Determinare il trattamento più appropriato per la cheratosi attinica dipende da diversi fattori. Un professionista sanitario valuterà la tua situazione in base a:
Numero e dimensioni delle lesioni
Questo è spesso il fattore principale da considerare. Una singola lesione può essere trattata al meglio con la crioterapia o con un piccolo intervento chirurgico, mentre lesioni multiple su un'area estesa possono richiedere una terapia topica o un trattamento laser.
Sede delle lesioni
Le lesioni su aree sensibili come viso, orecchie o mani possono influenzare la scelta del trattamento per via dei risultati estetici e di eventuali considerazioni sulla guarigione.
Età e stato di salute generale
Gli anziani o le persone con altre condizioni mediche possono essere più sensibili a determinati trattamenti. A seconda dello stato di salute generale, può essere raccomandato un approccio più conservativo.
Reazioni precedenti a trattamenti o farmaci
Se in passato hai sperimentato degli effetti collaterali in seguito a un determinato trattamento, tale opzione potrebbe essere evitata a favore di qualcosa di più adatto.

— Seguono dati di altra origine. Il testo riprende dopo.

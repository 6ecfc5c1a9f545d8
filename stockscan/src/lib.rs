//! Stockscan Library
//!
//! Screens a universe of equity tickers against valuation, growth,
//! risk-adjusted return, market-relative alpha and profitability thresholds,
//! and exports the passing candidates.
//!
//! # Architecture
//!
//! ```text
//! ┌──────────────────────────────────────────────────────────────────┐
//! │                          stockscan                               │
//! ├──────────────────────────────────────────────────────────────────┤
//! │  ┌──────────────┐   ┌──────────────┐   ┌──────────────┐          │
//! │  │  data        │──▶│  metrics     │──▶│  screener    │──▶ export │
//! │  │  (Yahoo,     │   │  (Sortino,   │   │  (evaluate,  │   (CSV,   │
//! │  │   universe)  │   │   alpha, ..) │   │   rank)      │   Sheets) │
//! │  └──────────────┘   └──────────────┘   └──────────────┘          │
//! └──────────────────────────────────────────────────────────────────┘
//! ```
//!
//! # Screen
//!
//! A ticker passes when all of these hold:
//! - **Valuation**: PE below max, or EV/EBITDA below max
//! - **Growth**: revenue and diluted EPS YoY growth above min
//! - **Risk**: Sortino ratio of daily returns above min
//! - **Alpha**: annualised CAPM alpha against the benchmark above min
//! - **Profitability**: CROCI above min
//!
//! Undefined metrics never pass a comparison.

#![warn(clippy::all)]
#![allow(clippy::pedantic)]

pub mod data;
pub mod export;
pub mod metrics;
pub mod screener;

pub use data::{DataProvider, ProviderError, YahooAdapter};
pub use metrics::{Metric, Truth};
pub use screener::{ScanEngine, ScanResult, ScreenerConfig};
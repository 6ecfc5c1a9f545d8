//! Stock screener.
//!
//! # Architecture
//!
//! ```text
//! ┌──────────────┐  tickers   ┌─────────────────┐  fetch   ┌──────────────┐
//! │  ScanEngine  │──────────▶│ TickerEvaluator │────────▶│ DataProvider │
//! │ (orchestrate)│◀──────────│ (metrics+screen)│          └──────────────┘
//! └──────┬───────┘  records   └─────────────────┘
//!        │ once per TTL
//!        ▼
//! ┌──────────────────┐
//! │ BenchmarkProvider│
//! └──────────────────┘
//! ```
//!
//! # Usage
//!
//! ```ignore
//! use stockscan::screener::{ScanEngine, ScanReport, ScreenerConfig, ReportFormat};
//!
//! let engine = ScanEngine::new(provider, ScreenerConfig::from_config(&config));
//! let result = engine.run(&tickers).await?;
//! println!("{}", ScanReport::new(&result).generate(ReportFormat::Text));
//! ```

pub mod config;
pub mod engine;
pub mod evaluator;
pub mod record;
pub mod report;

pub use config::ScreenerConfig;
pub use engine::ScanEngine;
pub use evaluator::{passes, screen, SkipReason, TickerEvaluator};
pub use record::{MetricSet, PassingRow, ScanRecord, ScanResult, COLUMNS};
pub use report::{ReportFormat, ScanReport};
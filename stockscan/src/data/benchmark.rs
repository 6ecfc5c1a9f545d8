//! Memoized benchmark return series.
//!
//! All alpha computations in a scan must regress against the same benchmark
//! window, so the series is fetched once and handed to every evaluation as a
//! shared read-only value. The fetched series stays valid for a configurable
//! TTL; after that the next caller refreshes it.

use std::sync::Arc;
use std::time::Duration;
use tokio::sync::Mutex;
use tracing::{debug, info};

use super::cache::TtlCache;
use super::provider::{DataProvider, ProviderError};
use super::{Interval, Lookback, ReturnSeries};

/// Fetch-once-then-reuse holder for the benchmark series.
pub struct BenchmarkProvider<P: DataProvider> {
    provider: Arc<P>,
    symbol: String,
    lookback: Lookback,
    cache: TtlCache<Arc<ReturnSeries>>,
    refresh: Mutex<()>,
}

impl<P: DataProvider> BenchmarkProvider<P> {
    pub fn new(provider: Arc<P>, symbol: impl Into<String>, lookback: Lookback, ttl: Duration) -> Self {
        Self {
            provider,
            symbol: symbol.into(),
            lookback,
            cache: TtlCache::new(ttl),
            refresh: Mutex::new(()),
        }
    }

    pub fn symbol(&self) -> &str {
        &self.symbol
    }

    /// Benchmark daily returns, fetched at most once per TTL window.
    ///
    /// Concurrent callers arriving during a refresh wait for it and share
    /// its result.
    pub async fn returns(&self) -> Result<Arc<ReturnSeries>, ProviderError> {
        if let Some(series) = self.cache.get() {
            debug!(symbol = %self.symbol, "Benchmark cache hit");
            return Ok(series);
        }

        let _guard = self.refresh.lock().await;
        if let Some(series) = self.cache.get() {
            return Ok(series);
        }

        let stats = self.cache.stats();
        debug!(
            symbol = %self.symbol,
            expired = stats.expired,
            age_secs = stats.age.map(|a| a.as_secs()),
            "Benchmark cache miss"
        );

        let history = self
            .provider
            .get_price_history(&self.symbol, self.lookback, Interval::Daily)
            .await?;
        let series = Arc::new(history.returns());

        if series.is_empty() {
            return Err(ProviderError::DataNotAvailable(format!(
                "benchmark {} returned no usable prices",
                self.symbol
            )));
        }

        info!(
            symbol = %self.symbol,
            observations = series.len(),
            ttl_secs = self.cache.ttl().as_secs(),
            "Benchmark series fetched"
        );
        self.cache.set(Arc::clone(&series));
        Ok(series)
    }

    /// Force the next call to refetch.
    pub fn invalidate(&self) {
        self.cache.invalidate();
    }
}
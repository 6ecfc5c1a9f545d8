//! Ticker universe sources.
//!
//! - `ConstituentsUniverse`: index constituents from a CSV listing, fetched
//!   once per process
//! - `StaticUniverse`: a fixed list (user-supplied tickers, tests)

use async_trait::async_trait;
use std::collections::HashSet;
use std::time::Duration;
use tokio::sync::OnceCell;
use tracing::{debug, info};

use super::provider::{ProviderError, UniverseSource};

/// Split free-form user input into ticker symbols.
///
/// Accepts any mix of whitespace, commas and newlines as separators,
/// uppercases each symbol and drops empties and repeats (first one wins).
pub fn parse_ticker_list(input: &str) -> Vec<String> {
    let mut seen = HashSet::new();
    input
        .split(|c: char| c == ',' || c.is_whitespace())
        .map(|t| t.trim().to_uppercase())
        .filter(|t| !t.is_empty())
        .filter(|t| seen.insert(t.clone()))
        .collect()
}

/// Normalise a listing symbol to the quote-provider form (BRK.B → BRK-B).
fn normalise_symbol(symbol: &str) -> String {
    symbol.trim().to_uppercase().replace('.', "-")
}

// ============================================================================
// Static Universe
// ============================================================================

/// Fixed ticker list.
#[derive(Debug, Clone)]
pub struct StaticUniverse {
    tickers: Vec<String>,
}

impl StaticUniverse {
    pub fn new(tickers: Vec<String>) -> Self {
        Self { tickers }
    }
}

#[async_trait]
impl UniverseSource for StaticUniverse {
    fn name(&self) -> &'static str {
        "static"
    }

    async fn get_default_universe(&self) -> Result<Vec<String>, ProviderError> {
        Ok(self.tickers.clone())
    }
}

// ============================================================================
// Constituents Universe
// ============================================================================

/// Index constituents loaded from a CSV listing with a `Symbol` column.
///
/// The listing is fetched on first use and cached for the process lifetime.
/// A failed fetch is not cached, so the next call retries.
pub struct ConstituentsUniverse {
    url: String,
    client: reqwest::Client,
    cached: OnceCell<Vec<String>>,
}

impl ConstituentsUniverse {
    pub fn new(url: impl Into<String>) -> Self {
        let client = reqwest::Client::builder()
            .timeout(Duration::from_secs(30))
            .build()
            .unwrap_or_else(|_| reqwest::Client::new());

        Self {
            url: url.into(),
            client,
            cached: OnceCell::new(),
        }
    }

    /// Create from config
    pub fn from_config(config: &stockscan_common::Config) -> Self {
        Self::new(config.universe.constituents_url.clone())
    }

    async fn fetch(&self) -> Result<Vec<String>, ProviderError> {
        debug!(url = %self.url, "Fetching universe constituents");

        let response = self.client.get(&self.url).send().await?;
        let status = response.status();
        if !status.is_success() {
            return Err(ProviderError::Internal(format!("HTTP {} from {}", status, self.url)));
        }

        let body = response.text().await?;
        let tickers = parse_constituents_csv(&body)?;

        if tickers.is_empty() {
            return Err(ProviderError::DataNotAvailable("constituents listing is empty".into()));
        }

        info!(count = tickers.len(), "Loaded universe constituents");
        Ok(tickers)
    }
}

/// Extract the `Symbol` column from a constituents CSV.
fn parse_constituents_csv(body: &str) -> Result<Vec<String>, ProviderError> {
    let mut reader = csv::Reader::from_reader(body.as_bytes());

    let column = reader
        .headers()
        .map_err(|e| ProviderError::Malformed(e.to_string()))?
        .iter()
        .position(|h| h.trim().eq_ignore_ascii_case("symbol"))
        .ok_or_else(|| ProviderError::Malformed("constituents CSV has no Symbol column".into()))?;

    let mut seen = HashSet::new();
    let mut tickers = Vec::new();
    for record in reader.records() {
        let record = record.map_err(|e| ProviderError::Malformed(e.to_string()))?;
        if let Some(raw) = record.get(column) {
            let symbol = normalise_symbol(raw);
            if !symbol.is_empty() && seen.insert(symbol.clone()) {
                tickers.push(symbol);
            }
        }
    }

    Ok(tickers)
}

#[async_trait]
impl UniverseSource for ConstituentsUniverse {
    fn name(&self) -> &'static str {
        "constituents"
    }

    async fn get_default_universe(&self) -> Result<Vec<String>, ProviderError> {
        self.cached
            .get_or_try_init(|| self.fetch())
            .await
            .cloned()
    }
}

#[cfg(test)]
mod tests {
    use super::*;

    #[test]
    fn test_parse_ticker_list_separators() {
        let tickers = parse_ticker_list("aapl, msft\nnvda  goog,,\n\tamzn");
        assert_eq!(tickers, vec!["AAPL", "MSFT", "NVDA", "GOOG", "AMZN"]);
    }

    #[test]
    fn test_parse_ticker_list_dedups() {
        assert_eq!(parse_ticker_list("AAPL aapl MSFT AAPL"), vec!["AAPL", "MSFT"]);
        assert!(parse_ticker_list("  ,\n ").is_empty());
    }

    #[test]
    fn test_parse_constituents_csv() {
        let body = "Symbol,Security,GICS Sector\nMMM,3M,Industrials\nBRK.B,Berkshire Hathaway,Financials\nMMM,3M,Industrials\n";
        let tickers = parse_constituents_csv(body).unwrap();
        assert_eq!(tickers, vec!["MMM", "BRK-B"]);
    }

    #[test]
    fn test_parse_constituents_csv_without_symbol_column() {
        let err = parse_constituents_csv("Ticker,Name\nMMM,3M\n").unwrap_err();
        assert!(matches!(err, ProviderError::Malformed(_)));
    }

    #[tokio::test]
    async fn test_static_universe() {
        let universe = StaticUniverse::new(vec!["AAPL".into(), "MSFT".into()]);
        assert_eq!(universe.get_default_universe().await.unwrap().len(), 2);
    }
}
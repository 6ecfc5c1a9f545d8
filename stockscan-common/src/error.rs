//! Error types shared by the scanner crates.

use thiserror::Error;

/// Result type alias using the scanner error type.
pub type Result<T> = std::result::Result<T, Error>;

/// Unified error type for configuration, input and I/O failures.
///
/// Per-ticker data failures never surface as this type; they are contained
/// inside the evaluator. Export failures have their own error type in the
/// service crate.
#[derive(Error, Debug)]
pub enum Error {
    /// Configuration error
    #[error("Configuration error: {0}")]
    Config(String),

    /// Invalid input or request
    #[error("Invalid input: {0}")]
    InvalidInput(String),

    /// IO error
    #[error("IO error: {0}")]
    Io(#[from] std::io::Error),

    /// JSON serialization error
    #[error("JSON error: {0}")]
    Json(#[from] serde_json::Error),

    /// Other error with context
    #[error("{context}: {source}")]
    WithContext {
        context: String,
        #[source]
        source: Box<Error>,
    },
}

impl Error {
    /// Create an error with additional context.
    pub fn with_context(self, context: impl Into<String>) -> Self {
        Self::WithContext {
            context: context.into(),
            source: Box::new(self),
        }
    }

    /// Check if this is a configuration error, looking through context wrappers.
    pub fn is_config(&self) -> bool {
        match self {
            Self::Config(_) => true,
            Self::WithContext { source, .. } => source.is_config(),
            _ => false,
        }
    }

    /// Process exit code for the CLI.
    pub fn exit_code(&self) -> i32 {
        match self {
            Self::Config(_) | Self::InvalidInput(_) => 2,
            Self::WithContext { source, .. } => source.exit_code(),
            _ => 1,
        }
    }
}

/// Extension trait for adding context to any error type.
pub trait ResultExt<T> {
    /// Add context to an error.
    fn context(self, context: impl Into<String>) -> Result<T>;
}

impl<T, E: Into<Error>> ResultExt<T> for std::result::Result<T, E> {
    fn context(self, context: impl Into<String>) -> Result<T> {
        self.map_err(|e| e.into().with_context(context))
    }
}

#[cfg(test)]
mod tests {
    use super::*;

    #[test]
    fn test_exit_codes() {
        assert_eq!(Error::Config("bad".into()).exit_code(), 2);
        assert_eq!(Error::InvalidInput("bad".into()).exit_code(), 2);
        let io = std::io::Error::new(std::io::ErrorKind::PermissionDenied, "denied");
        assert_eq!(Error::from(io).exit_code(), 1);
    }

    #[test]
    fn test_error_with_context() {
        let err = Error::Config("concurrency must be > 0".into());
        let with_ctx = err.with_context("loading scanner config");
        assert!(matches!(with_ctx, Error::WithContext { .. }));
        assert!(with_ctx.is_config());
        assert_eq!(with_ctx.exit_code(), 2);
        assert!(with_ctx.to_string().starts_with("loading scanner config"));
    }

    #[test]
    fn test_result_ext_context() {
        let raw: std::result::Result<(), std::io::Error> =
            Err(std::io::Error::new(std::io::ErrorKind::NotFound, "missing"));
        let err = raw.context("reading tickers file").unwrap_err();
        assert!(err.to_string().contains("reading tickers file"));
        assert!(!err.is_config());
    }
}
// ============================================================================
// Data Source
// ============================================================================

/// Market data HTTP source settings.
#[derive(Debug, Clone, Serialize, Deserialize)]
pub struct DataSourceConfig {
    /// Base URL of the market data API
    #[serde(default = "default_base_url")]
    pub base_url: String,

    /// HTTP request timeout in seconds
    #[serde(default = "default_request_timeout_secs")]
    pub request_timeout_secs: u64,

    /// Proactive rate limit (requests per minute)
    #[serde(default = "default_rate_limit_rpm")]
    pub rate_limit_rpm: u32,

    /// User-Agent header sent with every request
    #[serde(default = "default_user_agent")]
    pub user_agent: String,

    /// Page visited once to obtain the session cookie the crumb is bound to
    #[serde(default = "default_session_url")]
    pub session_url: String,
}

impl Default for DataSourceConfig {
    fn default() -> Self {
        Self {
            base_url: default_base_url(),
            request_timeout_secs: default_request_timeout_secs(),
            rate_limit_rpm: default_rate_limit_rpm(),
            user_agent: default_user_agent(),
            session_url: default_session_url(),
        }
    }
}

fn default_base_url() -> String {
    "https://query2.finance.yahoo.com".into()
}

fn default_request_timeout_secs() -> u64 {
    20
}

fn default_rate_limit_rpm() -> u32 {
    120
}

fn default_session_url() -> String {
    "https://fc.yahoo.com".into()
}

fn default_user_agent() -> String {
    concat!("stockscan/", env!("CARGO_PKG_VERSION")).into()
}

// ============================================================================
// Universe
// ============================================================================

/// Default ticker universe source.
#[derive(Debug, Clone, Serialize, Deserialize)]
pub struct UniverseConfig {
    /// CSV listing with a `Symbol` column
    #[serde(default = "default_constituents_url")]
    pub constituents_url: String,
}

impl Default for UniverseConfig {
    fn default() -> Self {
        Self {
            constituents_url: default_constituents_url(),
        }
    }
}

Preferenze personali e stile di vita
Alcuni pazienti potrebbero preferire un trattamento più rapido come la crioterapia, mentre altri potrebbero scegliere trattamenti topici da applicare a casa. I tempi di recupero e di guarigione e i risultati estetici sono tutti fattori che influenzano il processo decisionale.
In definitiva, il tuo medico ti guiderà verso un piano di trattamento che bilanci efficacia, comfort e sicurezza.

Una diagnosi tempestiva della cheratosi attinica e il relativo trattamento sono essenziali non solo per rimuovere le lesioni visibili, ma anche per prevenire complicanze più gravi. Il trattamento precoce della cheratosi attinica contribuisce anche a migliorare l'aspetto e la salute della pelle, specialmente nelle aree danneggiate dal sole. Se non trattate, le lesioni possono ispessirsi, diffondersi o diventare più difficili da gestire in futuro.
Per gestire questa condizione e ridurre il rischio di recidiva, è fondamentale effettuare dei controlli regolari sullo stato di salute della propria pelle nonché proteggersi quotidianamente dai raggi solari.